## EXERCISE PROMPT
Pull every line of the entries that has the word "outcome".

## EXTRACTED INFORMATION
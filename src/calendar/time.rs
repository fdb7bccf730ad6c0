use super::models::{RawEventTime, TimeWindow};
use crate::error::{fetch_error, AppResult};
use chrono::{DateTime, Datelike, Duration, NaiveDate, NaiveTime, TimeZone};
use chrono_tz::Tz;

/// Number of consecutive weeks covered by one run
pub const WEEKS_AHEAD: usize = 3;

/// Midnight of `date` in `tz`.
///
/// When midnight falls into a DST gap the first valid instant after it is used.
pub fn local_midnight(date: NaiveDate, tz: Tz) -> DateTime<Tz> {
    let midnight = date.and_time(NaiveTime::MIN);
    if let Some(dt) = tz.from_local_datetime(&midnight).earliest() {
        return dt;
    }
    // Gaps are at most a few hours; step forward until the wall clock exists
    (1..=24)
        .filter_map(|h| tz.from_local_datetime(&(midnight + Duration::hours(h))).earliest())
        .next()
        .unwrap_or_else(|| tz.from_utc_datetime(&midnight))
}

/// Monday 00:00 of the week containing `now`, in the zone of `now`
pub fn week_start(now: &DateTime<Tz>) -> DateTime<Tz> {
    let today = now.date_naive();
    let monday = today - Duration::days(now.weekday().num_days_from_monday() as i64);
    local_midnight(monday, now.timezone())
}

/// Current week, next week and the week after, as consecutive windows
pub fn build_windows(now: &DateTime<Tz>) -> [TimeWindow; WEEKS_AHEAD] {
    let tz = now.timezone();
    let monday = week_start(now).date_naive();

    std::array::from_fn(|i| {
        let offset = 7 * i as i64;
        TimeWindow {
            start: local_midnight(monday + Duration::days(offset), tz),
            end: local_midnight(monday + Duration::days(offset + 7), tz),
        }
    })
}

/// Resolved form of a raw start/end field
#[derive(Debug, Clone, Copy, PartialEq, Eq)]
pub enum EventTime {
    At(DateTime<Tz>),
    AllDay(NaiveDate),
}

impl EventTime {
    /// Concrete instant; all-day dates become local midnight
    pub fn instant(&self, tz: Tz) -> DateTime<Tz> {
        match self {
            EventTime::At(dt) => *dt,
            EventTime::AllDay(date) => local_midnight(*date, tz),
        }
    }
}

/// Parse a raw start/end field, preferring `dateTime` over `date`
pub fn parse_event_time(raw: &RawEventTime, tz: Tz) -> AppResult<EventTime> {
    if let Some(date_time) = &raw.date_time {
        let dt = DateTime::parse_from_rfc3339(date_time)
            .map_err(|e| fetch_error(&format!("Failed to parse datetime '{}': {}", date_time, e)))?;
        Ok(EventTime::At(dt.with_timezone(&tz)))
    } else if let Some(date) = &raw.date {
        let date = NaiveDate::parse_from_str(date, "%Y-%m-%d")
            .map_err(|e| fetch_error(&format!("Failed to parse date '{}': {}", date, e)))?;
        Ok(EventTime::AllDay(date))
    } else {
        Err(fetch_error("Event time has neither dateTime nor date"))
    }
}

* * *

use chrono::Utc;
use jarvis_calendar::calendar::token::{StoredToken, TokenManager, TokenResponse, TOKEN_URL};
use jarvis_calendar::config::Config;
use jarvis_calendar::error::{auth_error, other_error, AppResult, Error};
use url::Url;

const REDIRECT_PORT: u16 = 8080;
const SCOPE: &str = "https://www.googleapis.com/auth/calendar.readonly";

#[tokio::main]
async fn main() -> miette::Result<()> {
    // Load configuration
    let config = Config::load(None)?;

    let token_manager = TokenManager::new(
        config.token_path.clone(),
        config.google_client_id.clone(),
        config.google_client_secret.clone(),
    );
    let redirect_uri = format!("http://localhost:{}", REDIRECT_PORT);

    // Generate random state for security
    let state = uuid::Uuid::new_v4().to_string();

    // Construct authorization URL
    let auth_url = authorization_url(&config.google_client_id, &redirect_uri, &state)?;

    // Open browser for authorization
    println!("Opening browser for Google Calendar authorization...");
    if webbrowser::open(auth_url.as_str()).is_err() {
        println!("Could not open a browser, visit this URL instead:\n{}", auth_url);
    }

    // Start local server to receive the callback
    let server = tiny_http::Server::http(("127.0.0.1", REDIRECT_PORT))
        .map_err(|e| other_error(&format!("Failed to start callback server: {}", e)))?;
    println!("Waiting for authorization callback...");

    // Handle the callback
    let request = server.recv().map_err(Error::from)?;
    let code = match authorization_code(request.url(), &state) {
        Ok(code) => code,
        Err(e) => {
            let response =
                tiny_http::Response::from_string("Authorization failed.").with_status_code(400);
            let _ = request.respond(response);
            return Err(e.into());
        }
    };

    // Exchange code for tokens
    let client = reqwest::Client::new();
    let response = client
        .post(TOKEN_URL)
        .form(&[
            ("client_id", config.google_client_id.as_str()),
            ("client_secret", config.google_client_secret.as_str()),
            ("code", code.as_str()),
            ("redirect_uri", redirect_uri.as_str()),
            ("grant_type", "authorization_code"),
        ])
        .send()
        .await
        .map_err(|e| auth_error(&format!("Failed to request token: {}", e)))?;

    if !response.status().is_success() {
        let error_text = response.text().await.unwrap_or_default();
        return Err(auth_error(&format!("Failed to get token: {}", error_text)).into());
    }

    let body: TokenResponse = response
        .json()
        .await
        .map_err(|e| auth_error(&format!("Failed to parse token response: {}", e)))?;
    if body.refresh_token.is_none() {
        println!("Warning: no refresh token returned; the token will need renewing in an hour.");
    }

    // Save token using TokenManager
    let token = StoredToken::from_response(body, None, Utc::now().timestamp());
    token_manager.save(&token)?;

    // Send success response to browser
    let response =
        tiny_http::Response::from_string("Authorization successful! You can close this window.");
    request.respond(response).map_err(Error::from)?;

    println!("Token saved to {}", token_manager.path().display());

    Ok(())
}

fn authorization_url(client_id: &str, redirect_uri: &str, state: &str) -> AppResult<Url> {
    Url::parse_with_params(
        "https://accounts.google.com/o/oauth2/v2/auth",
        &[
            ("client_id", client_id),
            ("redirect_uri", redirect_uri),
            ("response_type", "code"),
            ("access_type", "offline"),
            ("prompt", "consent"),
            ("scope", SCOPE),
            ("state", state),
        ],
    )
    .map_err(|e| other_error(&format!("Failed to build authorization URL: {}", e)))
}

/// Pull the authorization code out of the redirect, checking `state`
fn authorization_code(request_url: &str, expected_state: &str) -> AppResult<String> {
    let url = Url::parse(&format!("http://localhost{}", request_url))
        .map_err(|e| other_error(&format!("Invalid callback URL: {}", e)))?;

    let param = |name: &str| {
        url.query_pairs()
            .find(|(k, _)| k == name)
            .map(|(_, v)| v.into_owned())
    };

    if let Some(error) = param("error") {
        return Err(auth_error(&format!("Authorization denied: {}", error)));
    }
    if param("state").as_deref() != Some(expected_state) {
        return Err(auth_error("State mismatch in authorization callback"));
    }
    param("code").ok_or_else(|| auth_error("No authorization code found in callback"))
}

---

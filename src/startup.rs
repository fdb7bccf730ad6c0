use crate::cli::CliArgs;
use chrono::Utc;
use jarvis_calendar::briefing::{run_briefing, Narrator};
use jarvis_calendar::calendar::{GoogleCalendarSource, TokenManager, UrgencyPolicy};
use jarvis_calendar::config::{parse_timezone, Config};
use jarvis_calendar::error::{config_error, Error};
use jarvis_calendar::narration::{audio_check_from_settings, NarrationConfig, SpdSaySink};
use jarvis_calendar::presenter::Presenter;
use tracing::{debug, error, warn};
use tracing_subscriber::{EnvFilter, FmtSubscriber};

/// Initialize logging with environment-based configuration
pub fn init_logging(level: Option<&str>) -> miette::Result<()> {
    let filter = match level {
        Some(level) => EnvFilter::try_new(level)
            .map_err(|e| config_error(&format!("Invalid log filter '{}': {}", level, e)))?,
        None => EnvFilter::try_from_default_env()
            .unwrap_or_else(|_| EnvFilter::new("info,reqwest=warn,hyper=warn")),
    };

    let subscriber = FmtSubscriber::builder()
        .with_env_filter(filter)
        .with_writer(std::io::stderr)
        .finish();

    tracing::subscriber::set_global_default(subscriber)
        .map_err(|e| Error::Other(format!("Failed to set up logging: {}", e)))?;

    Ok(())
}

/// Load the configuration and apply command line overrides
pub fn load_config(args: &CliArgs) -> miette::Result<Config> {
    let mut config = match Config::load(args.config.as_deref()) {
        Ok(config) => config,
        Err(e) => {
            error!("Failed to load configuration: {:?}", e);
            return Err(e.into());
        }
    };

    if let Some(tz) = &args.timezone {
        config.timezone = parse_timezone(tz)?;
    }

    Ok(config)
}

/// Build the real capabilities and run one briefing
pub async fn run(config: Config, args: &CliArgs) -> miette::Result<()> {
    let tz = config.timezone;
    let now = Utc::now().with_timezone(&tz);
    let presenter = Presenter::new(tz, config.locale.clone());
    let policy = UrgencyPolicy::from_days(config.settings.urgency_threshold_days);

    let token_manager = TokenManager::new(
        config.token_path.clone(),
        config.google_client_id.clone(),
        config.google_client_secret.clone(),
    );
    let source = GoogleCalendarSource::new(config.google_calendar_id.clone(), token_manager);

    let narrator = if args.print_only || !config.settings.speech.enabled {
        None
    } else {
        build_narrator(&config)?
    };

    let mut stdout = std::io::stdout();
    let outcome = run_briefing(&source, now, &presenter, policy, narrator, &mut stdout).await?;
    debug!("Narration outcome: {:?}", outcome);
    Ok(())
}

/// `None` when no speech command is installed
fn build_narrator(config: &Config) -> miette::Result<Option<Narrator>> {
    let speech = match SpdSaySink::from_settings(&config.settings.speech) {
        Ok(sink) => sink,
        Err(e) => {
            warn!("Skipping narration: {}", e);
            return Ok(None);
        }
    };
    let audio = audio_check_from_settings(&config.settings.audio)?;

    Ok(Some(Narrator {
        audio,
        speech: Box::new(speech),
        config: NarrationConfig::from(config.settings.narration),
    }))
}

## WRITTEN ANSWER
    let outcome = run_briefing(&source, now, &presenter, policy, narrator, &mut stdout).await?;
    debug!("Narration outcome: {:?}", outcome);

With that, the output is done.